In order to come up with a good list of events to be excluded, I iteratively loaded small batches of log files in Elasticsearch and visualized the number of event per event Id and Category. Looking at each of the events with the most occurences, I checked whether those events would be useful from a troubleshooting standpoint. SharePoint is quite chatty depending the the logging level that is set. There are a lot of events for things like process starting, running and completing. After a few hours of reviewing the events in our quality assurance environment, I ended up with a list of 271 events in the exclusion list and that’s still a work in progress as more data is coming in.
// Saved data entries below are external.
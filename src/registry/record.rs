//! Persisted server records.

use serde::{Deserialize, Serialize};
use std::collections::{HashMap, HashSet};

use crate::reconnect::ControllerStatus;
use crate::transport::Edition;

/// Persisted run state of a server's bot.
#[derive(Debug, Clone, Copy, PartialEq, Eq, Default, Serialize, Deserialize)]
#[serde(rename_all = "lowercase")]
pub enum ServerStatus {
    #[default]
    Stopped,
    Running,
}

/// Connection counters of one server.
#[derive(Debug, Clone, Default, PartialEq, Eq, Serialize, Deserialize)]
pub struct ServerStats {
    pub total_connections: u64,
    /// Unix millis of the last successful handshake.
    pub last_connection: Option<i64>,
    pub uptime_secs: u64,
}

/// A registered server and the bot assigned to it.
#[derive(Debug, Clone, PartialEq, Eq, Serialize, Deserialize)]
pub struct ServerRecord {
    pub id: String,
    pub owner: String,
    pub host: String,
    pub port: u16,
    pub edition: Edition,
    pub bot_username: String,
    #[serde(default)]
    pub status: ServerStatus,
    /// Unix millis.
    pub created_at: i64,
    #[serde(default)]
    pub stats: ServerStats,
}

impl ServerRecord {
    pub fn address(&self) -> String {
        format!("{}:{}", self.host, self.port)
    }

    pub fn is_running(&self) -> bool {
        self.status == ServerStatus::Running
    }

    /// Add the time since `connected_at` to the uptime counter.
    pub(crate) fn accumulate_uptime(&mut self, connected_at: i64, now: i64) {
        let elapsed = now.saturating_sub(connected_at).max(0) / 1000;
        self.stats.uptime_secs = self.stats.uptime_secs.saturating_add(elapsed as u64);
    }
}

/// A record together with the live controller status, if any.
#[derive(Debug, Clone, Serialize)]
pub struct ServerView {
    #[serde(flatten)]
    pub record: ServerRecord,
    pub live: Option<ControllerStatus>,
}

/// Aggregate numbers across every registered server.
#[derive(Debug, Clone, Default, PartialEq, Eq, Serialize, Deserialize)]
pub struct RegistryStats {
    pub total_servers: usize,
    pub running: usize,
    pub stopped: usize,
    pub bedrock: usize,
    pub java: usize,
    pub live_controllers: usize,
    pub total_connections: u64,
    pub owners: usize,
    /// Most registered host and its server count.
    pub top_host: Option<(String, usize)>,
}

impl RegistryStats {
    pub(crate) fn collect<'a>(records: impl Iterator<Item = &'a ServerRecord>, live_controllers: usize) -> Self {
        let mut stats = Self {
            live_controllers,
            ..Self::default()
        };
        let mut hosts: HashMap<&str, usize> = HashMap::new();
        let mut owners: HashSet<&str> = HashSet::new();

        for record in records {
            stats.total_servers += 1;
            match record.status {
                ServerStatus::Running => stats.running += 1,
                ServerStatus::Stopped => stats.stopped += 1,
            }
            match record.edition {
                Edition::Bedrock => stats.bedrock += 1,
                Edition::Java => stats.java += 1,
            }
            stats.total_connections += record.stats.total_connections;
            *hosts.entry(record.host.as_str()).or_default() += 1;
            owners.insert(record.owner.as_str());
        }

        stats.owners = owners.len();
        stats.top_host = hosts
            .into_iter()
            .max_by(|a, b| a.1.cmp(&b.1).then_with(|| b.0.cmp(a.0)))
            .map(|(host, count)| (host.to_string(), count));
        stats
    }
}
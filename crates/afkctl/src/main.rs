//! afkctl: Command-line interface for the afkbot panel.
//!
//! Registers servers, starts and stops their bots and shows stats from the
//! terminal.

mod client;
mod commands;

use afkbot::registry::EditionChoice;
use anyhow::Result;
use clap::{Parser, Subcommand};

use client::PanelClient;

/// Command-line interface for the afkbot panel.
#[derive(Parser)]
#[command(name = "afkctl")]
#[command(author, version, about, long_about = None)]
#[command(propagate_version = true)]
struct Cli {
    /// Panel endpoint (e.g., http://localhost:8080)
    #[arg(short, long, env = "AFKCTL_ENDPOINT", default_value = "http://localhost:8080")]
    endpoint: String,

    /// Caller id sent to the panel
    #[arg(short, long, env = "AFKCTL_USER")]
    user: String,

    /// Output format (text, json)
    #[arg(short, long, default_value = "text")]
    output: OutputFormat,

    #[command(subcommand)]
    command: Commands,
}

#[derive(Clone, Copy, Debug, PartialEq, Eq)]
pub enum OutputFormat {
    Text,
    Json,
}

impl std::str::FromStr for OutputFormat {
    type Err = String;

    fn from_str(s: &str) -> Result<Self, Self::Err> {
        match s.to_lowercase().as_str() {
            "text" => Ok(Self::Text),
            "json" => Ok(Self::Json),
            _ => Err(format!("unknown output format: {}", s)),
        }
    }
}

#[derive(Subcommand)]
enum Commands {
    /// Register a server
    Add {
        /// Server address, host[:port]
        address: String,
        /// Edition: auto, bedrock or java
        #[arg(long, default_value = "auto")]
        edition: EditionChoice,
    },
    /// List your servers
    List,
    /// Show one server
    Status {
        /// Server id
        id: String,
    },
    /// Start the bot for a server
    Start {
        /// Server id
        id: String,
    },
    /// Stop the bot for a server
    Stop {
        /// Server id
        id: String,
    },
    /// Remove a server, stopping its bot first
    Remove {
        /// Server id
        id: String,
    },
    /// Show panel-wide stats (admin only)
    Stats,
}

#[tokio::main]
async fn main() -> Result<()> {
    // Initialize tracing for debug output
    tracing_subscriber::fmt()
        .with_env_filter(
            tracing_subscriber::EnvFilter::from_default_env()
                .add_directive(tracing::Level::WARN.into()),
        )
        .init();

    let cli = Cli::parse();
    let client = PanelClient::new(&cli.endpoint, &cli.user)?;

    match cli.command {
        Commands::Add { address, edition } => {
            commands::servers::add(&client, &address, edition, cli.output).await?;
        }
        Commands::List => commands::servers::list(&client, cli.output).await?,
        Commands::Status { id } => commands::servers::status(&client, &id, cli.output).await?,
        Commands::Start { id } => commands::servers::start(&client, &id, cli.output).await?,
        Commands::Stop { id } => commands::servers::stop(&client, &id, cli.output).await?,
        Commands::Remove { id } => commands::servers::remove(&client, &id, cli.output).await?,
        Commands::Stats => commands::stats::show(&client, cli.output).await?,
    }

    Ok(())
}
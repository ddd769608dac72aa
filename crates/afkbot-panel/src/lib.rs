//! afkbot-panel: an HTTP surface over the afkbot session registry.
//!
//! # Modules
//!
//! - [`api`]: routes, caller extraction and error mapping
//! - [`config`]: CLI flags and `panel.json`
//! - [`server`]: startup and graceful shutdown

// Lint configuration
#![warn(clippy::all)]
#![allow(
    clippy::module_name_repetitions, // config::PanelSettings is fine
    clippy::must_use_candidate,      // Not all functions need #[must_use]
    clippy::missing_errors_doc       // Error docs can be verbose
)]

pub mod api;
pub mod config;
pub mod server;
Now let’s get into the actual details of running this process.After you have downloaded and extracted the latest release of GEM Automation,the first thing that needs to be done is to populate a file named \SharePoint\SharePointServers.csv . The file is simply a comma delimited file that contains the list of servers for which you want to collect the logs along some additional information. Here’s what it looks like

ComputerName,Environment,ULSLogNetworkBasePath
SPT1001,Quality Assurance,\\SPT1001\c$\Program Files\Common files\Microsoft Shared\Web Server Extensions\14\LOGS\
SPT1002,Quality Assurance,\\SPT1002\c$\Program Files\Common files\Microsoft Shared\Web Server Extensions\14Program Files\Common files\Microsoft Shared\Web Server Extensions\14\LOGS\
SPT1003,Production,\\SPT1003\c$\Program Files\Common files\Microsoft Shared\Web Server Extensions\14Program Files\Common files\Microsoft Shared\Web Server Extensions\14\LOGS\
SPT1004,Production,\\SPT1004\c$\Program Files\Common files\Microsoft Shared\Web Server Extensions\14Program Files\Common files\Microsoft Shared\Web Server Extensions\14\LOGS\

Once that’s populated, you can change your current directory in PowerShell to .\Elasticsearch. You can now run Import-SharePointULS.ps1 as following:

.\Import-SharePointULS.ps1 -elasticsearchHostName <server name>

Kicking this off will make the following happen:

  1. For each of the servers, a list of the log files in the specified ULSLogNetworkBasePath from the SharePointServers.csv file is gathered
  2. Then, all the log files that have not been processed since the last checkpoint with the exception of the log file currently in use by SharePoint will be used for the current execution
  3. For each of the log file remaining, Parse-SharePointULS.ps1 will be called by passing the environment specified in the SharePointServers.csv file
    1. The environment name can be used to more easily segment your dev/test data from the production data in Kibana.
  4. Parse-SharePointULS.ps1 will then read the log file line by line and check if the line needs to be excluded base on the file SharePoint\SharePointULSLog_Exclusions.txt
    1. If the line should be imported, an hashtable will be built with the parse columns from the log currently parsed line
  5. Once all the relevant lines have been processed, they can now be sent to elasticsearch using the following function from libElasticsearch.psm1
    1. Add-ElasticSearchDocumentBatch -serverName $elasticsearchHostName -batchSize 1000 -indexName sharepointulslog -documentType ulslogentry -documents $logEntries -partitionKey “timestamp” -indexPartitionType “Daily” -indexDefinitionPath .\IndexDefinitions\SharePointULS.json
      1. A few key things to notice.
        1. The partition key and type are specified to make sure we spread all the event data in daily indexes to speed up querying in elasticsearch. Kibana is able to issue queries against multiple indexes at a time i.e. sharepointulslog-*.
        2. We need pass the definition of the index as it will be used to create each of the index that will partition the data.
        3. Add-ElasticsearchDocumentBatch will then call:
          1. Partition-ElasticsearchDocument to split the ULS events in daily buckets
          2. Create-ElasticsearchDocumentBatch to split the documents in the partition into batches that will be sent to Elasticsearch
          3. If the index for the partition doesn’t exist it will get created at the beginning of the processing of the partition
  6. The process is then repeated for each log files that requires processing

Before you can see the data in Kibana, you’ll need to configure a new index pattern:

sharepointuls_indexpattern

Once that’s completed, you will now be able to create custom searches over that index pattern. Those searches can then be used to build specific visualization which in turn will be used to build a dashboard like the following (I apologize from the cramped screenshot, will create a better one soon):

sharepointuls_dashboard

You can now slice and dice millions of ULS log events in seconds using Kibana. For example, you could filter out your dashboard based on the Database event category to find when SQL Server connectivity issues are happening.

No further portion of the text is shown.